• **Work request**
Each line in the records below, from the one that contains "cell.replace(Some(led));" to the one that contains "pub fn led_on()", should be reproduced exactly, the first and last included.

(Saved data entries)
◇ ◇ ◇ ◇ ◇
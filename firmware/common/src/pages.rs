//! Page cycle for the demo display.
//!
//! Pages advance unconditionally on every render:
//! Text → Gradient → Icon → Animation → Text → ...
//!
//! # Pages
//!
//! - [`Page::Text`]: four-line banner, one flush
//! - [`Page::Gradient`]: RGB ramp with a framed caption card, one flush
//! - [`Page::Icon`]: centered heart icon, one flush
//! - [`Page::Animation`]: pulse animation, one flush per frame
//!
//! A [`PageCycle`] owns the cursor. It is handed the framebuffer and the
//! panel for each render and keeps neither, so whichever task calls
//! [`PageCycle::render_next`] is the only one touching them.

use embedded_hal::delay::DelayNs;

use crate::framebuffer::Framebuffer;
use crate::scenes::{Banner, play_animation, render_gradient, render_icon, render_text};
use crate::sprites::{PULSE, PULSE_FRAME_DELAY_MS};
use crate::st7789::FrameSink;

/// Scenes shown by the page cycle.
#[derive(Clone, Copy, PartialEq, Eq, Default, Debug)]
#[cfg_attr(feature = "defmt", derive(defmt::Format))]
#[repr(u8)]
pub enum Page {
    /// Four lines of 2x caption text on a navy background.
    #[default]
    Text = 0,

    /// Full-panel color ramp behind a white caption card.
    Gradient = 1,

    /// 16x16 heart icon centered on the panel.
    Icon = 2,

    /// Three-frame pulse played below a caption.
    Animation = 3,
}

impl Page {
    /// Number of pages in the cycle.
    pub const COUNT: usize = 4;

    /// All pages in cycle order.
    pub const ALL: [Self; Self::COUNT] = [Self::Text, Self::Gradient, Self::Icon, Self::Animation];

    /// Successor in the cycle.
    #[inline]
    pub const fn next(self) -> Self {
        match self {
            Self::Text => Self::Gradient,
            Self::Gradient => Self::Icon,
            Self::Icon => Self::Animation,
            Self::Animation => Self::Text,
        }
    }

    /// Position in the cycle (0..4).
    #[inline]
    pub const fn index(self) -> u8 { self as u8 }

    /// Page at cycle position `index`, wrapping.
    #[inline]
    pub const fn from_index(index: u8) -> Self { Self::ALL[index as usize % Self::COUNT] }

    /// Short name used in status logs.
    pub const fn name(self) -> &'static str {
        match self {
            Self::Text => "text",
            Self::Gradient => "gradient",
            Self::Icon => "icon",
            Self::Animation => "pulse",
        }
    }
}

/// Cursor over [`Page`] plus what the scenes need to render.
#[derive(Clone, Debug)]
pub struct PageCycle {
    current: Page,
    renders: u32,
    banner: Banner,
    frame_delay_ms: u32,
}

impl PageCycle {
    pub const fn new(
        banner: Banner,
        frame_delay_ms: u32,
    ) -> Self {
        Self { current: Page::Text, renders: 0, banner, frame_delay_ms }
    }

    /// Page the next [`render_next`](Self::render_next) will draw.
    #[inline]
    pub const fn current(&self) -> Page { self.current }

    /// Renders completed so far.
    #[inline]
    pub const fn renders(&self) -> u32 { self.renders }

    #[inline]
    pub const fn banner(&self) -> &Banner { &self.banner }

    /// Render the current page, present it, and advance.
    ///
    /// Static pages flush once. The animation flushes once per frame and
    /// sleeps `frame_delay_ms` after each, so this call blocks for the whole
    /// sequence. Returns the page that was rendered.
    pub fn render_next<const W: usize, const H: usize, S, D>(
        &mut self,
        fb: &mut Framebuffer<W, H>,
        sink: &mut S,
        delay: &mut D,
    ) -> Page
    where
        S: FrameSink,
        D: DelayNs,
    {
        let page = self.current;
        match page {
            Page::Text => {
                render_text(fb, &self.banner);
                sink.flush(fb);
            }
            Page::Gradient => {
                render_gradient(fb);
                sink.flush(fb);
            }
            Page::Icon => {
                render_icon(fb);
                sink.flush(fb);
            }
            Page::Animation => {
                play_animation(fb, sink, delay, &PULSE.with_frame_delay(self.frame_delay_ms));
            }
        }

        self.current = page.next();
        self.renders = self.renders.wrapping_add(1);
        page
    }
}

impl Default for PageCycle {
    fn default() -> Self { Self::new(Banner::default(), PULSE_FRAME_DELAY_MS) }
}

// =============================================================================
// Unit Tests
// =============================================================================

#[cfg(test)]
mod tests {
    use proptest::prelude::*;

    use super::*;
    use crate::colors::{BANNER_BG, BLACK, ICON_BG, WHITE};
    use crate::test_support::{Event, EventLog, MockDelay, SnapshotSink};

    type Fb = Framebuffer<240, 135>;

    #[test]
    fn test_page_default() {
        assert_eq!(Page::default(), Page::Text);
        assert_eq!(PageCycle::default().current(), Page::Text);
    }

    #[test]
    fn test_page_next() {
        assert_eq!(Page::Text.next(), Page::Gradient);
        assert_eq!(Page::Gradient.next(), Page::Icon);
        assert_eq!(Page::Icon.next(), Page::Animation);
        assert_eq!(Page::Animation.next(), Page::Text);
    }

    #[test]
    fn test_page_names() {
        let names: Vec<&str> = Page::ALL.iter().map(|p| p.name()).collect();
        assert_eq!(names, vec!["text", "gradient", "icon", "pulse"]);
    }

    #[test]
    fn test_page_index_round_trip() {
        for page in Page::ALL {
            assert_eq!(Page::from_index(page.index()), page);
        }
        assert_eq!(Page::from_index(5), Page::Gradient);
    }

    #[test]
    fn test_render_next_flush_counts() {
        let log = EventLog::new();
        let mut fb = Fb::new(BLACK);
        let mut sink = SnapshotSink::default();
        let mut delay = MockDelay::new(&log);
        let mut cycle = PageCycle::new(Banner::RTOS, 160);

        let mut flushes = Vec::new();
        for _ in 0..4 {
            let before = sink.frames.len();
            cycle.render_next(&mut fb, &mut sink, &mut delay);
            flushes.push(sink.frames.len() - before);
        }

        assert_eq!(flushes, vec![1, 1, 1, 3]);
        assert_eq!(log.take(), vec![Event::DelayMs(160); 3]);
        assert_eq!(cycle.current(), Page::Text);
        assert_eq!(cycle.renders(), 4);
    }

    #[test]
    fn test_render_next_returns_rendered_page() {
        let log = EventLog::new();
        let mut fb = Fb::new(BLACK);
        let mut sink = SnapshotSink::default();
        let mut delay = MockDelay::new(&log);
        let mut cycle = PageCycle::default();

        let rendered: Vec<Page> = (0..5).map(|_| cycle.render_next(&mut fb, &mut sink, &mut delay)).collect();
        assert_eq!(rendered, vec![Page::Text, Page::Gradient, Page::Icon, Page::Animation, Page::Text]);
    }

    #[test]
    fn test_render_next_presents_each_scene() {
        let log = EventLog::new();
        let mut fb = Fb::new(BLACK);
        let mut sink = SnapshotSink::default();
        let mut delay = MockDelay::new(&log);
        let mut cycle = PageCycle::default();

        for _ in 0..3 {
            cycle.render_next(&mut fb, &mut sink, &mut delay);
        }

        // Corner pixel identifies the scene: navy, ramp origin, icon background
        assert_eq!(sink.frames[0][0], BANNER_BG);
        assert_eq!(sink.frames[1][0], BLACK);
        assert_eq!(sink.frames[1][14 * 240 + 14], WHITE);
        assert_eq!(sink.frames[2][0], ICON_BG);
    }

    #[test]
    fn test_frame_delay_is_configurable() {
        let log = EventLog::new();
        let mut fb = Fb::new(BLACK);
        let mut sink = SnapshotSink::default();
        let mut delay = MockDelay::new(&log);
        let mut cycle = PageCycle::new(Banner::BARE_METAL, 40);

        for _ in 0..4 {
            cycle.render_next(&mut fb, &mut sink, &mut delay);
        }
        assert_eq!(log.take(), vec![Event::DelayMs(40); 3]);
    }

    proptest! {
        #[test]
        fn prop_cycle_position_after_n_steps(start in 0u8..4, n in 0usize..64) {
            let mut page = Page::from_index(start);
            for _ in 0..n {
                page = page.next();
            }
            prop_assert_eq!(page.index() as usize, (start as usize + n) % Page::COUNT);
        }
    }
}
//! Page-cycle task.
//!
//! Runs alone on core 1's executor. The animation page sleeps with a blocking
//! delay between frames, which would otherwise stall every other task sharing
//! the executor.

use core::sync::atomic::Ordering;

use defmt::{debug, info};
use embassy_time::{Delay, Duration, Ticker, Timer};
use geek_lcd_common::schedule::TaskSchedule;
use geek_lcd_common::{LcdFramebuffer, PageCycle};

use super::heartbeat::CURRENT_PAGE;
use crate::display::Lcd;

/// Initialize the panel, then render one page per period.
#[embassy_executor::task]
pub async fn page_cycle_task(
    mut lcd: Lcd,
    fb: &'static mut LcdFramebuffer,
    mut cycle: PageCycle,
    schedule: TaskSchedule,
) {
    lcd.init_default();
    info!("LCD initialized: {}", lcd.config());

    if schedule.phase_ms() > 0 {
        Timer::after_millis(u64::from(schedule.phase_ms())).await;
    }

    let mut delay = Delay;
    let mut ticker = Ticker::every(Duration::from_millis(u64::from(schedule.period_ms())));
    loop {
        let page = cycle.render_next(fb, &mut lcd, &mut delay);
        CURRENT_PAGE.store(cycle.current().index(), Ordering::Relaxed);
        debug!("Rendered page {} (render #{})", page.name(), cycle.renders());
        ticker.next().await;
    }
}
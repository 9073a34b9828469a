//! Board wiring and the feature-selected configuration.
//!
//! Pin map of the Waveshare RP2350-GEEK:
//!
//! | Signal     | GPIO | Notes                            |
//! |------------|------|----------------------------------|
//! | LCD SCK    | 10   | SPI1 SCK                         |
//! | LCD MOSI   | 11   | SPI1 TX                          |
//! | LCD CS     | 9    | GPIO, active low                 |
//! | LCD DC     | 8    | GPIO, high = data                |
//! | LCD RST    | 12   | GPIO, active low                 |
//! | LCD BL     | 13   | GPIO, high = backlight on        |
//! | Status LED | 25   | held high                        |
//! | UART0 TX   | 0    | console                          |
//! | UART0 RX   | 1    | console, `BOOTSEL` trigger input |
//! | I2C0 SDA   | 4    | heartbeat bus scan               |
//! | I2C0 SCL   | 5    | heartbeat bus scan               |
//! | SPI0 MISO  | 16   | loopback, jumper to GPIO19       |
//! | SPI0 CS    | 17   | GPIO, active low                 |
//! | SPI0 SCK   | 18   |                                  |
//! | SPI0 MOSI  | 19   | loopback, jumper to GPIO16       |
//! | ADC0       | 26   | heartbeat voltage reading        |

use geek_lcd_common::BoardConfig;
use geek_lcd_common::schedule::ScheduleError;

/// GPIO numbers, for logs and picotool metadata.
pub mod pins {
    pub const LCD_SCK: u8 = 10;
    pub const LCD_MOSI: u8 = 11;
    pub const LCD_CS: u8 = 9;
    pub const LCD_DC: u8 = 8;
    pub const LCD_RST: u8 = 12;
    pub const LCD_BL: u8 = 13;
    pub const LED: u8 = 25;
    pub const UART0_TX: u8 = 0;
    pub const UART0_RX: u8 = 1;
    pub const I2C0_SDA: u8 = 4;
    pub const I2C0_SCL: u8 = 5;
    pub const SPI0_MISO: u8 = 16;
    pub const SPI0_CS: u8 = 17;
    pub const SPI0_SCK: u8 = 18;
    pub const SPI0_MOSI: u8 = 19;
    pub const ADC0: u8 = 26;
}

/// SPI1 clock for the panel.
pub const LCD_SPI_FREQUENCY_HZ: u32 = 40_000_000;

/// I2C0 clock for the heartbeat bus scan.
pub const STATUS_I2C_FREQUENCY_HZ: u32 = 400_000;

/// SPI0 clock for the heartbeat loopback check.
pub const STATUS_SPI_FREQUENCY_HZ: u32 = 2_000_000;

/// Console baud rate.
pub const CONSOLE_BAUD: u32 = 115_200;

/// Time for the log line to drain before rebooting into the bootloader.
pub const BOOTSEL_REBOOT_DELAY_MS: u64 = 50;

/// Heartbeat task instances that can run at once (embassy `pool_size`).
pub const HEARTBEAT_POOL_SIZE: usize = 2;

/// Build the configuration selected by cargo features.
///
/// `single-loop` picks the cooperative preset, otherwise the concurrent one.
/// `no-rotate` and `no-invert` clear the matching panel options.
pub fn board_config() -> Result<BoardConfig, ScheduleError> {
    let config = if cfg!(feature = "single-loop") { BoardConfig::single_loop()? } else { BoardConfig::concurrent()? };
    Ok(config.with_panel_options(!cfg!(feature = "no-rotate"), !cfg!(feature = "no-invert")))
}

// =============================================================================
// Unit Tests
// =============================================================================

#[cfg(test)]
mod tests {
    use geek_lcd_common::schedule::RunMode;

    use super::*;

    #[test]
    fn test_board_config_builds() {
        let config = board_config().unwrap();
        assert_eq!(config.panel.rotate_180, !cfg!(feature = "no-rotate"));
        assert_eq!(config.panel.invert, !cfg!(feature = "no-invert"));
        if cfg!(feature = "single-loop") {
            assert!(matches!(config.mode, RunMode::SingleLoop { .. }));
        } else {
            assert_eq!(config.mode, RunMode::Concurrent);
        }
    }

    #[test]
    fn test_heartbeats_fit_task_pool() {
        let concurrent = BoardConfig::concurrent().unwrap();
        assert!(concurrent.heartbeat_count() <= HEARTBEAT_POOL_SIZE);
    }

    #[test]
    fn test_pins_are_distinct() {
        let mut all = [
            pins::LCD_SCK,
            pins::LCD_MOSI,
            pins::LCD_CS,
            pins::LCD_DC,
            pins::LCD_RST,
            pins::LCD_BL,
            pins::LED,
            pins::UART0_TX,
            pins::UART0_RX,
            pins::I2C0_SDA,
            pins::I2C0_SCL,
            pins::SPI0_MISO,
            pins::SPI0_CS,
            pins::SPI0_SCK,
            pins::SPI0_MOSI,
            pins::ADC0,
        ];
        all.sort_unstable();
        assert!(all.windows(2).all(|w| w[0] != w[1]));
    }
}
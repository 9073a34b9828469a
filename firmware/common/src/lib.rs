//! Display core for the RP2350-GEEK 1.14" LCD.
//!
//! This crate contains platform-agnostic code shared between the simulator
//! and the Pico 2 firmware:
//!
//! - [`colors`]: RGB565 conversion and scene colors
//! - [`transport`]: CS/DC framed byte transport (hardware SPI or bit-banged)
//! - [`st7789`]: panel reset, init, address window and chunked flush
//! - [`framebuffer`]: fixed-size pixel grid with clipped primitives
//! - [`font`]: 5x7 bitmap font at 1x and 2x
//! - [`sprites`]: indexed-palette icon and animation frames
//! - [`scenes`]: the four demo scenes
//! - [`pages`]: page state machine and the cycle that renders it
//! - [`schedule`]: periodic tasks, run modes and the single-loop timer wheel
//! - [`heartbeat`]: status reports
//! - [`status`]: I2C scan, SPI loopback and ADC sample for the heartbeat
//! - [`bootsel`]: console "enter bootloader" trigger
//! - [`config`]: board presets
//!
//! # no_std Compatibility
//!
//! This crate is `no_std` outside of tests. It never allocates, never logs and
//! never blocks except through the [`DelayNs`](embedded_hal::delay::DelayNs)
//! it is handed.

#![cfg_attr(not(test), no_std)]
// Crate-level lints
#![allow(clippy::cast_possible_truncation)]
#![allow(clippy::cast_possible_wrap)]
#![allow(clippy::cast_sign_loss)]

pub mod bootsel;
pub mod colors;
pub mod config;
pub mod font;
pub mod framebuffer;
pub mod heartbeat;
pub mod pages;
pub mod scenes;
pub mod schedule;
pub mod sprites;
pub mod st7789;
pub mod status;
pub mod transport;

#[cfg(test)]
mod test_support;

// Re-export commonly used items
pub use config::{BoardConfig, LCD_HEIGHT, LCD_WIDTH};
pub use framebuffer::Framebuffer;
pub use pages::{Page, PageCycle};
pub use st7789::{FrameSink, PanelConfig, St7789};

/// Framebuffer sized for the 1.14" panel.
pub type LcdFramebuffer = Framebuffer<LCD_WIDTH, LCD_HEIGHT>;
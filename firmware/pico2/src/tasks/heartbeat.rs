//! Heartbeat tasks and the shared status they sample.
//!
//! The status LED is owned here once main hands it over; heartbeats only read
//! its level. The page cycle publishes the page it will draw next through
//! [`CURRENT_PAGE`] so the heartbeat line can name it without touching the
//! panel. Bus checks come from the shared sampler in [`crate::status`].

use core::cell::RefCell;
use core::sync::atomic::{AtomicU8, Ordering};

use defmt::info;
use embassy_rp::gpio::Output;
use embassy_sync::blocking_mutex::Mutex;
use embassy_sync::blocking_mutex::raw::CriticalSectionRawMutex;
use embassy_time::{Duration, Ticker, Timer};
use geek_lcd_common::Page;
use geek_lcd_common::heartbeat::{Heartbeat, HeartbeatReport};
use geek_lcd_common::schedule::TaskSchedule;
use geek_lcd_pico2::board::HEARTBEAT_POOL_SIZE;

use crate::status::sample_status;

/// Index of the page the cycle will render next.
pub static CURRENT_PAGE: AtomicU8 = AtomicU8::new(0);

static LED: Mutex<CriticalSectionRawMutex, RefCell<Option<Output<'static>>>> = Mutex::new(RefCell::new(None));

/// Hand the status LED over. It keeps whatever level it was created with.
pub fn install_led(led: Output<'static>) {
    LED.lock(|cell| {
        cell.replace(Some(led));
    });
}

/// Current LED output level (`false` if no LED was installed).
pub fn led_on() -> bool { LED.lock(|cell| cell.borrow().as_ref().is_some_and(Output::is_set_high)) }

pub fn log_report(report: &HeartbeatReport) {
    match report.status {
        Some(status) => {
            let centivolts = status.adc_centivolts();
            info!(
                "[heartbeat {}] #{} arch={} led={} i2c_devices={} first={:#04x} spi_loop={} adc={}.{=u32:02}V lcd_page={}",
                report.id,
                report.count,
                report.arch,
                report.led_on as u8,
                status.i2c.devices,
                status.first_i2c_or_zero(),
                status.spi_loop_label(),
                centivolts / 100,
                centivolts % 100,
                report.page.name()
            );
        }
        None => info!(
            "[heartbeat {}] #{} arch={} led={} lcd_page={}",
            report.id,
            report.count,
            report.arch,
            report.led_on as u8,
            report.page.name()
        ),
    }
}

/// One heartbeat: sleep the phase once, then report every period.
#[embassy_executor::task(pool_size = HEARTBEAT_POOL_SIZE)]
pub async fn heartbeat_task(
    id: u8,
    schedule: TaskSchedule,
) {
    info!("Heartbeat {} started (period {} ms, phase {} ms)", id, schedule.period_ms(), schedule.phase_ms());

    if schedule.phase_ms() > 0 {
        Timer::after_millis(u64::from(schedule.phase_ms())).await;
    }

    let mut heartbeat = Heartbeat::new(id);
    let mut ticker = Ticker::every(Duration::from_millis(u64::from(schedule.period_ms())));
    loop {
        let status = sample_status().await;
        let page = Page::from_index(CURRENT_PAGE.load(Ordering::Relaxed));
        log_report(&heartbeat.beat(led_on(), page, status));
        ticker.next().await;
    }
}
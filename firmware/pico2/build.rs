//! Build script for geek-lcd-pico2
//!
//! Puts `memory.x` on the linker search path and adds the cortex-m-rt and
//! defmt linker scripts. Host builds (tests) skip all of it.

use std::path::PathBuf;
use std::{env, fs};

fn main() {
    println!("cargo:rerun-if-changed=memory.x");
    println!("cargo:rerun-if-changed=build.rs");

    if env::var("CARGO_CFG_TARGET_ARCH").unwrap_or_default() != "arm" {
        return;
    }

    let out_dir = PathBuf::from(env::var("OUT_DIR").expect("OUT_DIR is set by cargo"));
    let manifest_dir = PathBuf::from(env::var("CARGO_MANIFEST_DIR").expect("CARGO_MANIFEST_DIR is set by cargo"));

    if let Err(e) = fs::copy(manifest_dir.join("memory.x"), out_dir.join("memory.x")) {
        println!("cargo:warning=Failed to copy memory.x: {}", e);
    }
    println!("cargo:rustc-link-search={}", out_dir.display());

    // Only the binary links against the device memory map
    println!("cargo:rustc-link-arg-bins=--nmagic");
    println!("cargo:rustc-link-arg-bins=-Tlink.x");
    println!("cargo:rustc-link-arg-bins=-Tdefmt.x");
}
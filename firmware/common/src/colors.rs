//! RGB565 color construction and the fixed palette used by the demo scenes.
//!
//! ## Rgb565 Color Format
//!
//! Rgb565 uses 16 bits per pixel: 5 bits red, 6 bits green, 5 bits blue,
//! packed MSB-first as `R:G:B`. This is the only pixel format the panel is
//! configured for (COLMOD 0x55).
//!
//! Every color in this crate goes through [`rgb565`], which takes ordinary
//! 8-bit channels and drops the low bits. Hand-packed `u16` literals are not
//! used anywhere so that bit placement stays consistent with the wire format.

use embedded_graphics::pixelcolor::Rgb565;
use embedded_graphics::pixelcolor::raw::RawU16;
use embedded_graphics::prelude::{RawData, RgbColor};

/// Convert 8-bit channels to RGB565 by truncating to 5/6/5 bits.
#[inline]
pub const fn rgb565(
    r: u8,
    g: u8,
    b: u8,
) -> Rgb565 {
    Rgb565::new(r >> 3, g >> 2, b >> 3)
}

/// Re-expand a color to 8-bit channels (quantized bits in the high positions).
///
/// `rgb565(channels(c))` always yields `c` again.
#[inline]
pub fn channels(color: Rgb565) -> (u8, u8, u8) { (color.r() << 3, color.g() << 2, color.b() << 3) }

/// Packed 16-bit value as it appears on the wire (before byte splitting).
#[inline]
pub fn packed(color: Rgb565) -> u16 { RawU16::from(color).into_inner() }

// =============================================================================
// Scene Colors
// =============================================================================

/// Pure black.
pub const BLACK: Rgb565 = rgb565(0, 0, 0);

/// Pure white.
pub const WHITE: Rgb565 = rgb565(255, 255, 255);

/// Navy background behind the text banner.
pub const BANNER_BG: Rgb565 = rgb565(8, 16, 32);

/// Banner line colors, top to bottom.
pub const BANNER_GOLD: Rgb565 = rgb565(255, 215, 64);
pub const BANNER_ICE: Rgb565 = rgb565(200, 240, 255);
pub const BANNER_MINT: Rgb565 = rgb565(180, 255, 200);
pub const BANNER_LAVENDER: Rgb565 = rgb565(180, 180, 255);

/// Near-black background of the icon page.
pub const ICON_BG: Rgb565 = rgb565(12, 12, 18);

/// Icon page caption.
pub const ICON_CAPTION: Rgb565 = rgb565(220, 220, 255);

/// Animation page caption.
pub const PULSE_CAPTION: Rgb565 = rgb565(120, 220, 255);

// =============================================================================
// Unit Tests
// =============================================================================

#[cfg(test)]
mod tests {
    use proptest::prelude::*;

    use super::*;

    #[test]
    fn test_rgb565_bit_placement() {
        assert_eq!(packed(rgb565(255, 0, 0)), 0xF800);
        assert_eq!(packed(rgb565(0, 255, 0)), 0x07E0);
        assert_eq!(packed(rgb565(0, 0, 255)), 0x001F);
        assert_eq!(packed(WHITE), 0xFFFF);
        assert_eq!(packed(BLACK), 0x0000);
    }

    #[test]
    fn test_rgb565_matches_shift_and_mask() {
        // (r & 0xF8) << 8 | (g & 0xFC) << 3 | b >> 3
        assert_eq!(packed(rgb565(255, 120, 120)), 0xFBCF);
        assert_eq!(packed(rgb565(80, 220, 255)), 0x56FF);
        assert_eq!(packed(rgb565(10, 10, 20)), 0x0842);
    }

    #[test]
    fn test_rgb565_agrees_with_builtin_constants() {
        assert_eq!(rgb565(255, 255, 255), Rgb565::WHITE);
        assert_eq!(rgb565(255, 0, 0), Rgb565::RED);
        assert_eq!(rgb565(0, 0, 0), Rgb565::BLACK);
    }

    #[test]
    fn test_channels_truncate_low_bits() {
        assert_eq!(channels(rgb565(0xFF, 0xFF, 0xFF)), (0xF8, 0xFC, 0xF8));
        assert_eq!(channels(rgb565(0x07, 0x03, 0x07)), (0, 0, 0));
    }

    proptest! {
        #[test]
        fn prop_rgb565_round_trip_is_stable(r in any::<u8>(), g in any::<u8>(), b in any::<u8>()) {
            let color = rgb565(r, g, b);
            let (r2, g2, b2) = channels(color);
            prop_assert_eq!(rgb565(r2, g2, b2), color);
        }
    }
}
◇ ◇ ◇ ◇ ◇
• **Exercise result**
        cell.replace(Some(led));
    });
}

/// Current LED output level (`false` if no LED was installed).
pub fn led_on() -> bool { LED.lock(|cell| cell.borrow().as_ref().is_some_and(Output::is_set_high)) }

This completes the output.